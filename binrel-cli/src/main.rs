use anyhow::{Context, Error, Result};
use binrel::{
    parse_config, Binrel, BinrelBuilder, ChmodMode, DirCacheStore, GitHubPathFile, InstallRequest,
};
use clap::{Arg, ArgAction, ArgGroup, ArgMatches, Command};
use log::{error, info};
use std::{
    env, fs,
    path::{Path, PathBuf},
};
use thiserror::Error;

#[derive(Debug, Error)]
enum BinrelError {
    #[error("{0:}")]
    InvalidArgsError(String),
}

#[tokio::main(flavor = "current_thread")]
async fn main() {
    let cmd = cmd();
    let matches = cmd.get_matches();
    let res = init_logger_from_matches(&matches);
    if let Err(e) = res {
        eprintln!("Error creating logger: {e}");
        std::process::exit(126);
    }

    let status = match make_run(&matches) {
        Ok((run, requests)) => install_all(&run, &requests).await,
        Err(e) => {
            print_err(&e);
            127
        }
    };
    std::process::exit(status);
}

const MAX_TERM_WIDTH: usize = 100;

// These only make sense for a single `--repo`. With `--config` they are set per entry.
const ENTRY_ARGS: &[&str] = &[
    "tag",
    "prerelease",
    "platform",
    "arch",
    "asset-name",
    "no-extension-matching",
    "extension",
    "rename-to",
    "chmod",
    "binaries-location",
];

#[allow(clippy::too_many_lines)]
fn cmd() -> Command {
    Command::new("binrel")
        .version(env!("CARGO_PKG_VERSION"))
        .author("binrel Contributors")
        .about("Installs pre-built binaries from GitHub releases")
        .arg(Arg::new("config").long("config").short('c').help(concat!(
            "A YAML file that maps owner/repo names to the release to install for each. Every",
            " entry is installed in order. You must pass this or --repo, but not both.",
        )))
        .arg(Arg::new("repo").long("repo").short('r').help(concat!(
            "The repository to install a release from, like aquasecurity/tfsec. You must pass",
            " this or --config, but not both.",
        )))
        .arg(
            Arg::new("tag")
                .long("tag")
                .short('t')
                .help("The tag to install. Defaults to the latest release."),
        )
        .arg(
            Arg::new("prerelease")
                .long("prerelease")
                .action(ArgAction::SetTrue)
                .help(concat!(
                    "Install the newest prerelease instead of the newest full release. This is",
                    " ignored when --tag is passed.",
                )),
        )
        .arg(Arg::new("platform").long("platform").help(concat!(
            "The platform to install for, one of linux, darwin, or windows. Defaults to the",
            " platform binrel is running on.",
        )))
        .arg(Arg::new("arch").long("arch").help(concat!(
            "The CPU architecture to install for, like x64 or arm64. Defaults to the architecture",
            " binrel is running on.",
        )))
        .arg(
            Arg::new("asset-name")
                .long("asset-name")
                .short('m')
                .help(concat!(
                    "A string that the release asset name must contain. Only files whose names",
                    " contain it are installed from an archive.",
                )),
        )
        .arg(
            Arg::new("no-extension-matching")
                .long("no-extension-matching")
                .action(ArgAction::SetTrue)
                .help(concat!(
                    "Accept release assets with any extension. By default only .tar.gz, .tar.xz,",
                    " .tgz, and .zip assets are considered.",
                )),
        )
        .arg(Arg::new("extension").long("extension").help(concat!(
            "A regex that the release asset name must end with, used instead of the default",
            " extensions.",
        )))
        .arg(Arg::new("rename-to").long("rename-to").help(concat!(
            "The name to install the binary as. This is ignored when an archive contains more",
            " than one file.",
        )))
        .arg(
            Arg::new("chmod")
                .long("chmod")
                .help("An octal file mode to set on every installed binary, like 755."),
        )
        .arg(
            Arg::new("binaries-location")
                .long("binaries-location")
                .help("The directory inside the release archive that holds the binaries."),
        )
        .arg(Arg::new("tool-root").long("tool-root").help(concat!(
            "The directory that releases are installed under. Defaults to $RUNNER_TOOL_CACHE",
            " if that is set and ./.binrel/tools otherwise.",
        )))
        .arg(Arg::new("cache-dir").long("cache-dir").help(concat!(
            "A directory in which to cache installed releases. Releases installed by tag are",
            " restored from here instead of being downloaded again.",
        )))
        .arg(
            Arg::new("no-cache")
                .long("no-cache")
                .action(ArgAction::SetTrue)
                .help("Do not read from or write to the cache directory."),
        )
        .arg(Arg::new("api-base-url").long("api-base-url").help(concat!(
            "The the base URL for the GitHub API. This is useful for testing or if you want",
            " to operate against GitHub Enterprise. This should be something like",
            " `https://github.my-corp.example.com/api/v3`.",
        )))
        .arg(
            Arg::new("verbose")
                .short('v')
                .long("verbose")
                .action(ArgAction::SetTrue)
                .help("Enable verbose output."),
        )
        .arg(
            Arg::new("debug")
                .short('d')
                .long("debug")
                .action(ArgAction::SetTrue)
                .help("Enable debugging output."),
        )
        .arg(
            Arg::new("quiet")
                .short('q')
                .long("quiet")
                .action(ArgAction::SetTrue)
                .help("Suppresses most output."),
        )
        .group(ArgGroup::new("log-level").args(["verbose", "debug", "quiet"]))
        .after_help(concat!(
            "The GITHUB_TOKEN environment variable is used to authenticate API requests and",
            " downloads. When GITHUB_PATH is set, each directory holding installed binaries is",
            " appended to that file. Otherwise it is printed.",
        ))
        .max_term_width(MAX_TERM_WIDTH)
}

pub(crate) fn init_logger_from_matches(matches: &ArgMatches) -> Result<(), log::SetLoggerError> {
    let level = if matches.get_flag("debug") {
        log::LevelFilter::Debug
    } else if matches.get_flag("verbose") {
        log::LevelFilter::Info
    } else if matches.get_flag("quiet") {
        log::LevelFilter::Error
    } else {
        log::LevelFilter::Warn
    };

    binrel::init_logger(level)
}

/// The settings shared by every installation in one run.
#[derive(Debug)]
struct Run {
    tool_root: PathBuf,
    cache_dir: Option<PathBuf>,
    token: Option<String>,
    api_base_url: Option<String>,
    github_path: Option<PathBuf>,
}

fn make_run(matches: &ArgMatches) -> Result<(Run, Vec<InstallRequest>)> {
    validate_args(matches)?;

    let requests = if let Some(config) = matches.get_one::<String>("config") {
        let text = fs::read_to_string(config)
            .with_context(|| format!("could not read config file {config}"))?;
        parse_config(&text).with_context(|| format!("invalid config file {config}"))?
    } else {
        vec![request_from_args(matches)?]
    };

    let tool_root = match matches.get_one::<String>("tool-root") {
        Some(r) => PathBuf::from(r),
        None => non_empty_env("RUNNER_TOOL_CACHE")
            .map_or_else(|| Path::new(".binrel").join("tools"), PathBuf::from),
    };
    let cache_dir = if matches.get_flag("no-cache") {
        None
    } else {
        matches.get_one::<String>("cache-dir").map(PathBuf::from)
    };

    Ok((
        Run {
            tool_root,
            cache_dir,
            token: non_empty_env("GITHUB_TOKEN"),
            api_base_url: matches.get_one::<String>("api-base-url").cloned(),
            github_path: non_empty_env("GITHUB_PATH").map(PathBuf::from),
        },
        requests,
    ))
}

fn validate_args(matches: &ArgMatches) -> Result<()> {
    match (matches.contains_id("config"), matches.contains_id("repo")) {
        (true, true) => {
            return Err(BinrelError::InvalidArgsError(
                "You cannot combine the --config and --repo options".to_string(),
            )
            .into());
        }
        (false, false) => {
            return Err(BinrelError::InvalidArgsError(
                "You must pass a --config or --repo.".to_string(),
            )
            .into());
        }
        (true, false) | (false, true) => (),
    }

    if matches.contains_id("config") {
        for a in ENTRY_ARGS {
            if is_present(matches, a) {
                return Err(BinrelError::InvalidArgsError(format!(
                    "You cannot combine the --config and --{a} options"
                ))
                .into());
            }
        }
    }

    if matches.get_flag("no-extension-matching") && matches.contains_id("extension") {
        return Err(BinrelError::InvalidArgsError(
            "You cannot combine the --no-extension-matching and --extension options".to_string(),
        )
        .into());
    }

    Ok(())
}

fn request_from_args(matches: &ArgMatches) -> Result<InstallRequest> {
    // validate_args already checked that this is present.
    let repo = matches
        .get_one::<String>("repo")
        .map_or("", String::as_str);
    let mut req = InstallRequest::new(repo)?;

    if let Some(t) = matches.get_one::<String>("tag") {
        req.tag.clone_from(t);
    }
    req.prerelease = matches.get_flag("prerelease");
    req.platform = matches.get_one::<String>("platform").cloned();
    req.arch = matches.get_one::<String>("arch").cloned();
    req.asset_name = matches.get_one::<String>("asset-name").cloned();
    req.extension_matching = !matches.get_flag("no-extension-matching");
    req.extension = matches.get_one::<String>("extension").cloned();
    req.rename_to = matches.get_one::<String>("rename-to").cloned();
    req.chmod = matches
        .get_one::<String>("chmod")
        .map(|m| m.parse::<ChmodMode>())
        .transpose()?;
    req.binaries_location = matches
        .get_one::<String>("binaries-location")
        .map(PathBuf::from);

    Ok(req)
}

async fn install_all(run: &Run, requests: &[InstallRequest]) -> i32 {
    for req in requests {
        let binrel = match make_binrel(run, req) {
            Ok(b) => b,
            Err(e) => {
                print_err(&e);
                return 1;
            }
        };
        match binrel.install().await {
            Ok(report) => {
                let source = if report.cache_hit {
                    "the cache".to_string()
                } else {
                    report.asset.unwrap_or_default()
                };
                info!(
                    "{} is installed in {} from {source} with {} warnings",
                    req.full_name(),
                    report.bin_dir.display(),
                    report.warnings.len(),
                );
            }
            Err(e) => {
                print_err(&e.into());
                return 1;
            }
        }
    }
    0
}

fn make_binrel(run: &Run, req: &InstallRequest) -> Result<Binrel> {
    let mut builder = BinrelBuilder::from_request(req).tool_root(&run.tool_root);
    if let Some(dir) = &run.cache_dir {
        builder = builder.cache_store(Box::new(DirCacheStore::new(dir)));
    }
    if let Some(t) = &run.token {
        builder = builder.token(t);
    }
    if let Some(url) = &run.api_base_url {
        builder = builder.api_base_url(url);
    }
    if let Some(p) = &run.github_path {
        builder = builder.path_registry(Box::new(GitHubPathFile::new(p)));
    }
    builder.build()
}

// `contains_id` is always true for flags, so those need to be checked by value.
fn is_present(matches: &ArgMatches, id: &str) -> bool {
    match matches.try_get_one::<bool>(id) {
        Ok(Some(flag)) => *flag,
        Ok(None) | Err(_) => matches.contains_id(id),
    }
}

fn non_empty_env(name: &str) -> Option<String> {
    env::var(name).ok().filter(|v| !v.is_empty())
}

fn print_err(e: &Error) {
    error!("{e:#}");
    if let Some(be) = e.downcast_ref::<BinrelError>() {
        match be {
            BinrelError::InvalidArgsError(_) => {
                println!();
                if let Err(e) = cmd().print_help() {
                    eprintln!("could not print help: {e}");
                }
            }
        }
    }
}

....

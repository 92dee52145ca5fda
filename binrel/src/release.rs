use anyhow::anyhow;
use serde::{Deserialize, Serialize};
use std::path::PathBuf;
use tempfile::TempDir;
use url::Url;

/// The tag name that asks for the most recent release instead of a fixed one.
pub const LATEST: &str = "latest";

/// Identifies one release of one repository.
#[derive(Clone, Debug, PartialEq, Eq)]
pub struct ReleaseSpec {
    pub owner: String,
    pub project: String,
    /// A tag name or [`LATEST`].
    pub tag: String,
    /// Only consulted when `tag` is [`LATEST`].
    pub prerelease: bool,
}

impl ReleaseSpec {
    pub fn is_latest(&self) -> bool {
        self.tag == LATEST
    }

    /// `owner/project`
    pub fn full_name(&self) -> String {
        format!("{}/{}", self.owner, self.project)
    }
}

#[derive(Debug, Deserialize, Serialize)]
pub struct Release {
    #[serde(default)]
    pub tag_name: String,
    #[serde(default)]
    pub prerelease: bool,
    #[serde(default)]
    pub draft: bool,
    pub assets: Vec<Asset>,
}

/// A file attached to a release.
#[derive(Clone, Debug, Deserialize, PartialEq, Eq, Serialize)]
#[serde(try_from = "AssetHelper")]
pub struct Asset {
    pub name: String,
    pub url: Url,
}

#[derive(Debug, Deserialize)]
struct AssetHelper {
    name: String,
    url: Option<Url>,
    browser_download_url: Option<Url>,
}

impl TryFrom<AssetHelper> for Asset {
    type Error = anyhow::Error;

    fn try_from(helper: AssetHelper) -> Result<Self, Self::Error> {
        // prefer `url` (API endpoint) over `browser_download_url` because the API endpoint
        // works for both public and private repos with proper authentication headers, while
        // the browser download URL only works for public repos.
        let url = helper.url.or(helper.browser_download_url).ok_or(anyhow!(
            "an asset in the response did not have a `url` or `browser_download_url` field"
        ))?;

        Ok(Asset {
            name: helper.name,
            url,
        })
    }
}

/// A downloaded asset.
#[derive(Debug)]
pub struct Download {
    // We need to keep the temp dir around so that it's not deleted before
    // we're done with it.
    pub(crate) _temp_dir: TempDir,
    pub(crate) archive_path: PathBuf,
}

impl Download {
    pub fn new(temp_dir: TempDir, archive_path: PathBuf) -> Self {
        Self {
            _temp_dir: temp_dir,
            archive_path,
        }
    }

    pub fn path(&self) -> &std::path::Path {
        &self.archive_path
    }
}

....

Work order:
Your reply must be one number: how many lines of the material hold the string "TempDir".

Task output:
3